▸ Exercise aim:
Print the lines of the data, starting with the first, up to and including the line where "use crate::scheduler::Scheduler;" appears.

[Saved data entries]

------------------------------------

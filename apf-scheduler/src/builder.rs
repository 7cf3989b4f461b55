//! Gate construction.

use std::sync::atomic::AtomicU64;
use std::sync::Arc;

use apf_fairqueue::dealer::{required_entropy_bits, MAX_HASH_BITS};
use apf_fairqueue::{
    Clock, NoEvents, QueueSet, QueueSetConfig, QueueWaitConfig, SchedulingEvents, SelectorConfig,
    TokioClock,
};
use tracing::debug;

use crate::error::{SchedulerError, SchedulerResult};
use crate::estimator::{CostEstimator, UniformEstimator};
use crate::exempt::{Exemption, NoExemption};
use crate::flow::FlowDistinguisher;
use crate::gate::{Gate, Labeler};
use crate::nowait::NoWaitScheduler;
use crate::queued::QueuedScheduler;
use crate::scheduler::Scheduler;

/// Largest hand dealt by the default shuffle-sharding selector.
const DEFAULT_HAND_SIZE: u32 = 8;

/// Returns the largest hand of at most [`DEFAULT_HAND_SIZE`] cards that
/// `queue_count` queues can deal within [`MAX_HASH_BITS`]. Never below 1.
fn default_hand_size(queue_count: u32) -> u32 {
    (1..=queue_count.min(DEFAULT_HAND_SIZE))
        .rev()
        .find(|&hand_size| required_entropy_bits(queue_count, hand_size) <= MAX_HASH_BITS)
        .unwrap_or(1)
}

#[derive(Debug, Clone, Copy)]
struct Queuing {
    queue_max_length: usize,
    queue_count: u32,
}

/// Builds a [`Gate`].
///
/// Without [`with_queuing`](Self::with_queuing) the gate uses a no-wait
/// scheduler: a request either fits in the free seats or is rejected.
pub struct GateBuilder<Req: ?Sized> {
    name: String,
    server_concurrency: u32,
    queuing: Option<Queuing>,
    selector: Option<SelectorConfig>,
    queue_wait: QueueWaitConfig,
    dispatch_on_completion: bool,
    estimator: Arc<dyn CostEstimator<Req>>,
    exemption: Arc<dyn Exemption<Req>>,
    distinguisher: Option<FlowDistinguisher<Req>>,
    labeler: Option<Labeler<Req>>,
    events: Arc<dyn SchedulingEvents>,
    clock: Arc<dyn Clock>,
}

impl<Req: ?Sized> GateBuilder<Req> {
    /// Creates a builder for a gate with `server_concurrency` seats.
    #[must_use]
    pub fn new(server_concurrency: u32) -> Self {
        Self {
            name: "gate".to_string(),
            server_concurrency,
            queuing: None,
            selector: None,
            queue_wait: QueueWaitConfig::default(),
            dispatch_on_completion: true,
            estimator: Arc::new(UniformEstimator),
            exemption: Arc::new(NoExemption),
            distinguisher: None,
            labeler: None,
            events: Arc::new(NoEvents),
            clock: Arc::new(TokioClock),
        }
    }

    /// Sets the name used in logs.
    #[must_use]
    pub fn with_name(mut self, name: impl Into<String>) -> Self {
        self.name = name.into();
        self
    }

    /// Sets the seat capacity.
    #[must_use]
    pub const fn with_server_concurrency(mut self, server_concurrency: u32) -> Self {
        self.server_concurrency = server_concurrency;
        self
    }

    /// Enables queuing with `queue_count` queues, each admitting up to
    /// `queue_max_length` waiters while all seats are busy.
    #[must_use]
    pub const fn with_queuing(mut self, queue_max_length: usize, queue_count: u32) -> Self {
        self.queuing = Some(Queuing {
            queue_max_length,
            queue_count,
        });
        self
    }

    /// Sets the queue selection policy. Defaults to shuffle sharding with the
    /// largest hand of at most 8 queues that the hash can deal.
    #[must_use]
    pub const fn with_selector(mut self, selector: SelectorConfig) -> Self {
        self.selector = Some(selector);
        self
    }

    /// Sets the queue wait budget.
    #[must_use]
    pub const fn with_queue_wait(mut self, queue_wait: QueueWaitConfig) -> Self {
        self.queue_wait = queue_wait;
        self
    }

    /// Sets whether releasing seats dispatches waiting requests at once.
    #[must_use]
    pub const fn with_dispatch_on_completion(mut self, enabled: bool) -> Self {
        self.dispatch_on_completion = enabled;
        self
    }

    /// Sets the cost estimator.
    #[must_use]
    pub fn with_estimator(mut self, estimator: impl CostEstimator<Req> + 'static) -> Self {
        self.estimator = Arc::new(estimator);
        self
    }

    /// Sets the exemption predicate.
    #[must_use]
    pub fn with_exemption(mut self, exemption: impl Exemption<Req> + 'static) -> Self {
        self.exemption = Arc::new(exemption);
        self
    }

    /// Sets the flow distinguisher. Without one every request is in flow 0.
    #[must_use]
    pub fn with_flow_distinguisher(
        mut self,
        distinguisher: impl Fn(&Req) -> Vec<String> + Send + Sync + 'static,
    ) -> Self {
        self.distinguisher = Some(Arc::new(distinguisher));
        self
    }

    /// Sets the request labeler. Without one requests are numbered.
    #[must_use]
    pub fn with_labeler(mut self, labeler: impl Fn(&Req) -> String + Send + Sync + 'static) -> Self {
        self.labeler = Some(Arc::new(labeler));
        self
    }

    /// Sets the lifecycle event sink.
    #[must_use]
    pub fn with_events(mut self, events: Arc<dyn SchedulingEvents>) -> Self {
        self.events = events;
        self
    }

    /// Sets the wall clock.
    #[must_use]
    pub fn with_clock(mut self, clock: Arc<dyn Clock>) -> Self {
        self.clock = clock;
        self
    }

    /// Builds the gate.
    ///
    /// # Errors
    ///
    /// Returns `SchedulerError::InvalidConfig` if the concurrency is zero, or
    /// a fair-queuing `InvalidConfig` error if the queuing settings are
    /// invalid.
    pub fn build(self) -> SchedulerResult<Gate<Req>> {
        if self.server_concurrency == 0 {
            return Err(SchedulerError::InvalidConfig {
                message: "server_concurrency must be positive".to_string(),
            });
        }

        let scheduler: Arc<dyn Scheduler> = match self.queuing {
            Some(queuing) => {
                let config = QueueSetConfig::new(self.server_concurrency)
                    .with_name(self.name.clone())
                    .with_queue_count(queuing.queue_count)
                    .with_queue_max_length(queuing.queue_max_length)
                    .with_queue_wait(self.queue_wait)
                    .with_dispatch_on_completion(self.dispatch_on_completion);
                config.validate()?;

                let selector = self.selector.unwrap_or(SelectorConfig::ShuffleSharding {
                    hand_size: default_hand_size(queuing.queue_count),
                });
                selector.validate(queuing.queue_count)?;
                let queue_set = QueueSet::with_clock(
                    config,
                    selector.build(queuing.queue_count)?,
                    Arc::clone(&self.events),
                    Arc::clone(&self.clock),
                )?;
                Arc::new(QueuedScheduler::new(queue_set))
            }
            None => Arc::new(NoWaitScheduler::with_clock(
                self.server_concurrency,
                Arc::clone(&self.events),
                Arc::clone(&self.clock),
            )?),
        };

        debug!(
            gate = %self.name,
            scheduler = %scheduler.name(),
            seats = self.server_concurrency,
            "Built gate"
        );

        Ok(Gate {
            scheduler,
            estimator: self.estimator,
            exemption: self.exemption,
            distinguisher: self.distinguisher,
            labeler: self.labeler,
            events: self.events,
            clock: self.clock,
            sequence: AtomicU64::new(0),
        })
    }
}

------------------------------------

▸ Expected answer:
filename apf-scheduler/src/builder.rs
repository 7cf3989b4f461b55
//! Gate construction.

use std::sync::atomic::AtomicU64;
use std::sync::Arc;

use apf_fairqueue::dealer::{required_entropy_bits, MAX_HASH_BITS};
use apf_fairqueue::{
    Clock, NoEvents, QueueSet, QueueSetConfig, QueueWaitConfig, SchedulingEvents, SelectorConfig,
    TokioClock,
};
use tracing::debug;

use crate::error::{SchedulerError, SchedulerResult};
use crate::estimator::{CostEstimator, UniformEstimator};
use crate::exempt::{Exemption, NoExemption};
use crate::flow::FlowDistinguisher;
use crate::gate::{Gate, Labeler};
use crate::nowait::NoWaitScheduler;
use crate::queued::QueuedScheduler;
use crate::scheduler::Scheduler;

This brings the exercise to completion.